Las lluvias moderadas del fin de semana en buena parte del territorio santafesino, sumadas a otras que fueron cayendo con cierta regularidad para atemperar las altas temperaturas de la época, son beneficiosas pero pueden generar una lectura equivocada de la campaña que se avecina, que, vale recordarlo, estará signada por “La Niña”, situación climática que se asocia con sequía y escasas lluvias. Hasta aquí, la provincia ha gozado de un año -después de dos duras sequías- “normal”, con buenas cosechas de soja -aprovechando el buen perfil húmedo que dejó el anterior período del “Niño” en la región- y excelente de trigo, que está culminando ahora.

Pero la presencia de otro año “Niña” comenzó a manifestar su característica de menores lluvias sobre el área núcleo, con carencias sobre todo en el arco oeste y noroeste de la provincia. En algunos lugares, sobre todo en el centro, oeste y norte de la provincia, se temió que las altas temperaturas conspiraran contra el cargado de granos del final de campaña de trigo, cosa que sucedió sólo en parte. Felizmente, esa incipiente escasez de lluvias asociada con altas temperaturas no alcanzó a dañar una campaña excepcional, cuyo éxito ya estaba resuelto. Culmina entonces un gran año para el campo desde el punto de vista de las cosechas plenas de soja y de trigo.

Hay que aclarar que un año Niña, sobre todo si se asocia a un Niño llovedor anterior, no es estrictamente una mala noticia para Santa Fe, ya que suele moderar las lluvias en el este y el sur, aunque hace sentir sus rigores en el oeste y noroeste.

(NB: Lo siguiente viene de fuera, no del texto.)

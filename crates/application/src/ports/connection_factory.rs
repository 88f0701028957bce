use async_trait::async_trait;
use quire_domain::DomainError;

/// Creates and disposes backend connections for one pool.
///
/// Supplied by the persistence layer. `connect` failures are counted by the
/// pool and surfaced to the acquiring caller.
#[async_trait]
pub trait ConnectionFactory: Send + Sync + 'static {
    type Connection: Send + 'static;

    async fn connect(&self) -> Result<Self::Connection, DomainError>;

    /// Close a connection the pool no longer needs. Dropping is enough for
    /// most backends.
    async fn close(&self, connection: Self::Connection) {
        drop(connection);
    }
}
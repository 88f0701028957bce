use thiserror::Error;

#[derive(Error, Debug)]
pub enum ConfigError {
    #[error("Failed to read config file '{path}': {source}")]
    FileRead {
        path: String,
        #[source]
        source: std::io::Error,
    },

    #[error("Failed to parse config: {0}")]
    Parse(#[from] toml::de::Error),

    #[error("Invalid configuration: {0}")]
    Validation(String),
}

En esta época del año se está resolviendo además buena parte de la implantación de maíz, esperándose una superficie de más de tres millones de hectáreas -con más del 80 por ciento de los lotes en marcha- en la zona núcleo y allí sí se nota, a despecho de estas lluvias espaciadas que está entregando diciembre, una escasez de humedad que empieza a afectar los sembrados y echa dudas sobre la campaña sojera de comienzos de 2011.

Es que tanto el maíz en marcha o el tardío por implantarse (mucha gente, sobre en todo en Córdoba y en el norte de Santa Fe apuesta a postergar la siembra resignando rindes pero apuntando al rendimiento promedio, a las lluvias de diciembre y al barbecho para la soja en directa que le sigue de inmediato), como la futura soja estarán probablemente condicionados por la escasez de lluvia que todos los especialistas vaticinan para el verano.

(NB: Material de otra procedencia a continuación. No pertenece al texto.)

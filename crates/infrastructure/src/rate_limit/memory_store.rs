use async_trait::async_trait;
use dashmap::DashMap;
use quire_application::ports::{RateLimitStore, WindowOutcome};
use quire_domain::DomainError;
use rustc_hash::FxBuildHasher;
use std::collections::VecDeque;

/// Sliding-window store kept in process memory.
///
/// Each key holds its admitted timestamps in ascending order. The dashmap
/// entry lock makes prune + count + record atomic per key.
pub struct InMemoryRateLimitStore {
    windows: DashMap<String, VecDeque<u64>, FxBuildHasher>,
}

impl InMemoryRateLimitStore {
    pub fn new() -> Self {
        Self {
            windows: DashMap::with_hasher(FxBuildHasher),
        }
    }

    /// Prune entries at or before `now_ms - window_ms` in every key, then drop
    /// keys left empty. Returns how many keys were dropped.
    pub fn prune_stale(&self, now_ms: u64, window_ms: u64) -> usize {
        let cutoff = now_ms.saturating_sub(window_ms);
        let before = self.windows.len();
        self.windows.retain(|_, stamps| {
            let fresh = stamps.partition_point(|&t| t <= cutoff);
            stamps.drain(..fresh);
            !stamps.is_empty()
        });
        before.saturating_sub(self.windows.len())
    }

    pub fn tracked_keys(&self) -> usize {
        self.windows.len()
    }
}

impl Default for InMemoryRateLimitStore {
    fn default() -> Self {
        Self::new()
    }
}

#[async_trait]
impl RateLimitStore for InMemoryRateLimitStore {
    async fn record_in_window(
        &self,
        key: &str,
        now_ms: u64,
        window_ms: u64,
        limit: u32,
    ) -> Result<WindowOutcome, DomainError> {
        let cutoff = now_ms.saturating_sub(window_ms);
        let mut stamps = self.windows.entry(key.to_string()).or_default();

        stamps.retain(|&t| t > cutoff);

        let admitted = stamps.len() < limit as usize;
        if admitted {
            // Out-of-order callers still keep the deque sorted.
            let at = stamps.partition_point(|&t| t <= now_ms);
            stamps.insert(at, now_ms);
        }

        Ok(WindowOutcome {
            admitted,
            count: stamps.len() as u32,
            oldest_ms: stamps.front().copied(),
        })
    }

    async fn sweep_stale(&self, now_ms: u64, window_ms: u64) -> Result<usize, DomainError> {
        Ok(self.prune_stale(now_ms, window_ms))
    }
}
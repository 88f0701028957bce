use quire_domain::Config;
use tracing::info;
use tracing_subscriber::EnvFilter;

/// `RUST_LOG` wins over the configured level when set.
pub fn init_logging(config: &Config) {
    let filter = EnvFilter::try_from_default_env()
        .unwrap_or_else(|_| EnvFilter::new(config.logging.level.to_lowercase()));

    let builder = tracing_subscriber::fmt()
        .with_env_filter(filter)
        .with_target(true)
        .with_thread_ids(false)
        .with_level(true);

    if config.logging.json {
        builder.json().init();
    } else {
        builder.with_ansi(true).init();
    }

    info!("Logging initialized at level: {}", config.logging.level);
}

Por lo mismo, estas lluvias de diciembre y las que puedan caer en los primeros días de enero, son realmente importantes para la provincia y pueden marcar económicamente el final de gestión del gobierno socialista que “soportó” las brutales sequías de los dos primeros años de mandato. Y que ahora disfruta del empuje y el “aire” -sicológico y real- que otorga el campo cuando las cosechas son buenas.

Habrá que esperar, entonces, la próxima campaña y la ocurrencia de nuevas lluvias que atemperen la sequía anunciada para el verano y parte del otoño.